You are just flat wrong. You are conflating web design providers where customers provide their own content, to web site creation where the customer expects the designer to create the content from the customer's concept. What you are contemplating as web design is Go Daddy.
 
Nope, nor should they be compelled to serve a man and a woman who are not married nor should they be compelled to serve a Christian who blames them for killing Jesus




I disagree, I think both provide expressive goods.
You can think whatever you like. Serving customers in a restaurant is not providing unique expressive goods within the meaning of this ruling.
 
How long will it be before some business refuses service to black people because they say it's against the owner's religion?

How long before an employer gets to refuse to hire a woman because the business owner's religious belief is that a woman should be at home serving her husband and raising children?

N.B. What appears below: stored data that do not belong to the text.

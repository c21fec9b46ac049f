//=============================================
// fiberhost/src/fiber/mod.rs
//=============================================
// Author: Fiberhost Contributors
// License: MIT
// Goal: Context switch primitive
// Objective: Hide register/ABI detail behind an opaque saved execution state
//=============================================

//! Saved execution state and the stack-switching primitive.
//!
//! [`ExecutionState`] is the only way the rest of the crate touches another
//! native stack. It has exactly two operations: creating a state whose first
//! resumption enters an [`Entry`], and switching to a state. A state is
//! consumed by the switch that resumes it, so only its single owner can
//! resume it.

mod stack;

pub use stack::{ContextStack, StackBounds, current_sp};

use std::fmt;

use ::context::{Context, Transfer};

/// Entry point of a freshly created execution state.
///
/// `run` receives the state of whoever first switched in, plus the word
/// passed with that switch. The state it returns is resumed once more when
/// `run` completes; the finished state itself is never resumed again.
pub trait Entry {
    fn run(caller: ExecutionState, data: usize) -> ExecutionState;
}

/// Opaque, owned snapshot of a suspended native call stack.
pub struct ExecutionState(Context);

impl ExecutionState {
    /// Creates a state that starts executing `E::run` on `stack` when first
    /// switched to.
    ///
    /// The stack must outlive every switch into the returned state.
    pub fn new<E: Entry>(stack: &ContextStack) -> Self {
        let context = unsafe { Context::new(&stack.inner, launch::<E>) };
        Self(context)
    }

    /// Suspends the calling stack and resumes this state.
    ///
    /// Returns when some stack switches back, yielding that stack's saved
    /// state and the word it passed along.
    ///
    /// # Safety
    /// The stack backing this state must still be allocated, and the state
    /// must not belong to a context whose entry already completed.
    pub unsafe fn switch(self, data: usize) -> (ExecutionState, usize) {
        let Transfer { context, data } = unsafe { self.0.resume(data) };
        (ExecutionState(context), data)
    }
}

impl fmt::Debug for ExecutionState {
    fn fmt(&self, f: &mut fmt::Formatter<'_>) -> fmt::Result {
        f.debug_struct("ExecutionState").finish_non_exhaustive()
    }
}

extern "C" fn launch<E: Entry>(transfer: Transfer) -> ! {
    let next = E::run(ExecutionState(transfer.context), transfer.data);
    unsafe {
        next.0.resume(0);
    }
    // Completed contexts have no frame to return into.
    std::process::abort()
}

#[cfg(test)]
mod tests {
    use super::*;
    use std::cell::Cell;

    thread_local! {
        static TRACE: Cell<usize> = const { Cell::new(0) };
    }

    struct Echo;

    impl Entry for Echo {
        fn run(caller: ExecutionState, data: usize) -> ExecutionState {
            TRACE.with(|t| t.set(data));
            let (caller, data) = unsafe { caller.switch(data + 1) };
            TRACE.with(|t| t.set(data));
            caller
        }
    }

    #[test]
    fn switch_round_trips_data_and_control() {
        let stack = ContextStack::new(64 * 1024).expect("stack");
        let state = ExecutionState::new::<Echo>(&stack);

        let (fiber, reply) = unsafe { state.switch(41) };
        assert_eq!(reply, 42);
        assert_eq!(TRACE.with(Cell::get), 41);

        let (_finished, reply) = unsafe { fiber.switch(7) };
        assert_eq!(reply, 0);
        assert_eq!(TRACE.with(Cell::get), 7);
    }
}
//=============================================
// fiberhost/src/ffi/mod.rs
//=============================================
// Author: Fiberhost Contributors
// License: MIT
// Goal: C ABI surface
// Objective: Export the yield entry point and the Node module registration
//=============================================

//! Foreign function interface helpers.

use std::ffi::c_void;

/// Opaque `napi_env`.
pub type NapiEnv = *mut c_void;
/// Opaque `napi_value`.
pub type NapiValue = *mut c_void;

/// Returns the generated C header for the exported symbols.
pub fn c_header() -> &'static str {
    include_str!(concat!(env!("OUT_DIR"), "/fiberhost.h"))
}

/// Hands control to the context that is not running. Called by the
/// embedded runtime from inside its main loop.
///
/// Returns 0 when a switch happened and control has come back, -1 when
/// there is no published bootstrap or nothing to switch to.
#[unsafe(no_mangle)]
pub extern "C" fn fiberhost_yield() -> i32 {
    match crate::bootstrap::process().and_then(|bootstrap| bootstrap.yield_now()) {
        Some(_) => 0,
        None => -1,
    }
}

#[cfg(feature = "napi-module")]
mod napi_module {
    use std::sync::Arc;

    use super::{NapiEnv, NapiValue};
    use crate::bootstrap;
    use crate::collector::boehm::BoehmCollector;

    /// Node's module registration entry.
    ///
    /// # Safety
    /// Called once by the host on its main thread with a live environment.
    #[unsafe(no_mangle)]
    pub unsafe extern "C" fn napi_register_module_v1(
        env: NapiEnv,
        exports: NapiValue,
    ) -> NapiValue {
        unsafe { bootstrap::register_module(env, exports, Arc::new(BoehmCollector)) }
    }
}

#[cfg(test)]
mod tests {
    use super::*;

    #[test]
    fn header_declares_exported_symbols() {
        let header = c_header();
        assert!(header.contains("int32_t fiberhost_yield(void);"));
        assert!(header.contains("napi_register_module_v1"));
    }

    #[test]
    fn yield_without_bootstrap_reports_no_switch() {
        assert_eq!(fiberhost_yield(), -1);
    }
}
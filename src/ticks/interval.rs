//=============================================
// fiberhost/src/ticks/interval.rs
//=============================================
// Author: Fiberhost Contributors
// License: MIT
// Goal: Fixed-rate tick loop
// Objective: Drive ticks from a standalone host without an event loop
//=============================================

use std::thread;
use std::time::{Duration, Instant};

use tracing::{debug, trace};

use super::{TickFn, TickHandle, TickSource};
use crate::error::TickError;

/// Tick source that owns the host loop and fires at a fixed rate.
pub struct IntervalTicks {
    period: Duration,
    subscribers: Vec<TickFn>,
    fired: u64,
}

impl IntervalTicks {
    pub const DEFAULT_FPS: u32 = 60;

    /// Fires `fps` times per second. Zero means as fast as possible.
    pub fn with_fps(fps: u32) -> Self {
        let period = if fps == 0 {
            Duration::ZERO
        } else {
            Duration::from_secs(1) / fps
        };
        Self {
            period,
            subscribers: Vec::new(),
            fired: 0,
        }
    }

    pub fn period(&self) -> Duration {
        self.period
    }

    pub fn fired(&self) -> u64 {
        self.fired
    }

    /// Fires every subscriber once.
    pub fn fire(&mut self) {
        for tick in self.subscribers.iter_mut() {
            tick();
        }
        self.fired += 1;
    }

    /// Runs the loop until `done` reports true after a firing. Returns the
    /// number of firings.
    pub fn run_until(&mut self, mut done: impl FnMut() -> bool) -> u64 {
        let started = self.fired;
        debug!(period = ?self.period, "interval tick loop started");
        loop {
            let deadline = Instant::now() + self.period;
            self.fire();
            if done() {
                break;
            }
            let now = Instant::now();
            if deadline > now {
                thread::sleep(deadline - now);
            } else {
                trace!(overrun = ?(now - deadline), "tick overran its period");
            }
        }
        let count = self.fired - started;
        debug!(count, "interval tick loop stopped");
        count
    }
}

impl Default for IntervalTicks {
    fn default() -> Self {
        Self::with_fps(Self::DEFAULT_FPS)
    }
}

impl TickSource for IntervalTicks {
    fn name(&self) -> &'static str {
        "interval"
    }

    fn subscribe(&mut self, tick: TickFn) -> Result<TickHandle, TickError> {
        self.subscribers.push(tick);
        Ok(TickHandle::new(self.name()))
    }
}

impl std::fmt::Debug for IntervalTicks {
    fn fmt(&self, f: &mut std::fmt::Formatter<'_>) -> std::fmt::Result {
        f.debug_struct("IntervalTicks")
            .field("period", &self.period)
            .field("subscribers", &self.subscribers.len())
            .field("fired", &self.fired)
            .finish()
    }
}
//=============================================
// fiberhost/tests/support/mod.rs
//=============================================
// Author: Fiberhost Contributors
// License: MIT
// Goal: Shared helpers for integration tests
// Objective: Build heaps and scripted embedded runtimes for the scenarios
//=============================================

#![allow(dead_code)]

use std::cell::Cell;
use std::rc::Rc;
use std::sync::Arc;

use fiberhost::collector::mark_sweep::MarkSweepHeap;
use fiberhost::error::LoadError;
use fiberhost::runtime::{EmbeddedRuntime, RuntimeLoader};
use fiberhost::{FiberConfig, Yielder, current_sp};

/// XOR mask used to keep addresses out of conservative scans.
pub const MASK: usize = 0x5a5a_5a5a;

/// Stack size used by the scenarios.
pub const STACK_SIZE: usize = 256 * 1024;

/// Heap whose stack base sits above every frame the test body creates
/// after this call returns.
pub fn heap(threshold: usize) -> Arc<MarkSweepHeap> {
    Arc::new(MarkSweepHeap::new(current_sp()).with_threshold(threshold))
}

/// Config safe for in-process tests: small stack, no exit hook.
pub fn config() -> FiberConfig {
    let mut config = FiberConfig::default();
    config.stack_size = STACK_SIZE;
    config.host.immediate_exit = false;
    config
}

/// How a scripted runtime hands control back.
#[derive(Debug, Clone, Copy, PartialEq, Eq)]
pub enum YieldVia {
    Yielder,
    Ffi,
}

/// Runtime that counts its resumptions, yields `steps` times and exits
/// with `code`.
pub struct Scripted {
    pub steps: u32,
    pub code: i32,
    pub via: YieldVia,
    pub resumptions: Rc<Cell<u32>>,
}

impl EmbeddedRuntime for Scripted {
    fn run(self: Box<Self>, yielder: &Yielder<'_>) -> i32 {
        for _ in 0..self.steps {
            self.resumptions.set(self.resumptions.get() + 1);
            match self.via {
                YieldVia::Yielder => yielder.yield_now(),
                YieldVia::Ffi => assert_eq!(fiberhost::ffi::fiberhost_yield(), 0),
            }
        }
        self.code
    }
}

pub struct ScriptedLoader {
    pub steps: u32,
    pub code: i32,
    pub via: YieldVia,
    pub resumptions: Rc<Cell<u32>>,
}

impl ScriptedLoader {
    pub fn new(steps: u32, code: i32) -> Self {
        Self {
            steps,
            code,
            via: YieldVia::Yielder,
            resumptions: Rc::new(Cell::new(0)),
        }
    }

    pub fn via(mut self, via: YieldVia) -> Self {
        self.via = via;
        self
    }
}

impl RuntimeLoader for ScriptedLoader {
    fn describe(&self) -> String {
        format!("scripted({} steps)", self.steps)
    }

    fn load(&self) -> Result<Box<dyn EmbeddedRuntime>, LoadError> {
        Ok(Box::new(Scripted {
            steps: self.steps,
            code: self.code,
            via: self.via,
            resumptions: Rc::clone(&self.resumptions),
        }))
    }
}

And how many other laws will get to be ignored on the basis of a religious claim?
Very few if any. A business wants your money you ass pirate bigot.
 
Then go to law school, get appointed judge, get on the Supreme Court and make your own rulings. This ruling was completely spot on. It has nothing to do with public accommodation laws.

So, one is not allowed to disagree with a ruling unless they have law school, get appointed judge, get on the Supreme Court?

You have never, ever, ever disagreed with any ruling by the SCOTUS?
 
So, one is not allowed to disagree with a ruling unless they have law school, get appointed judge, get on the Supreme Court?

You have never, ever, ever disagreed with any ruling by the SCOTUS?
I always understand the ruling. I disagreed with the Obergefell ruling but understood the basis for that ruling. See, unlike you, I read the rulings. That way I don't do anything so foolish as to fantasize that this ruling has anything to do with public accommodation laws.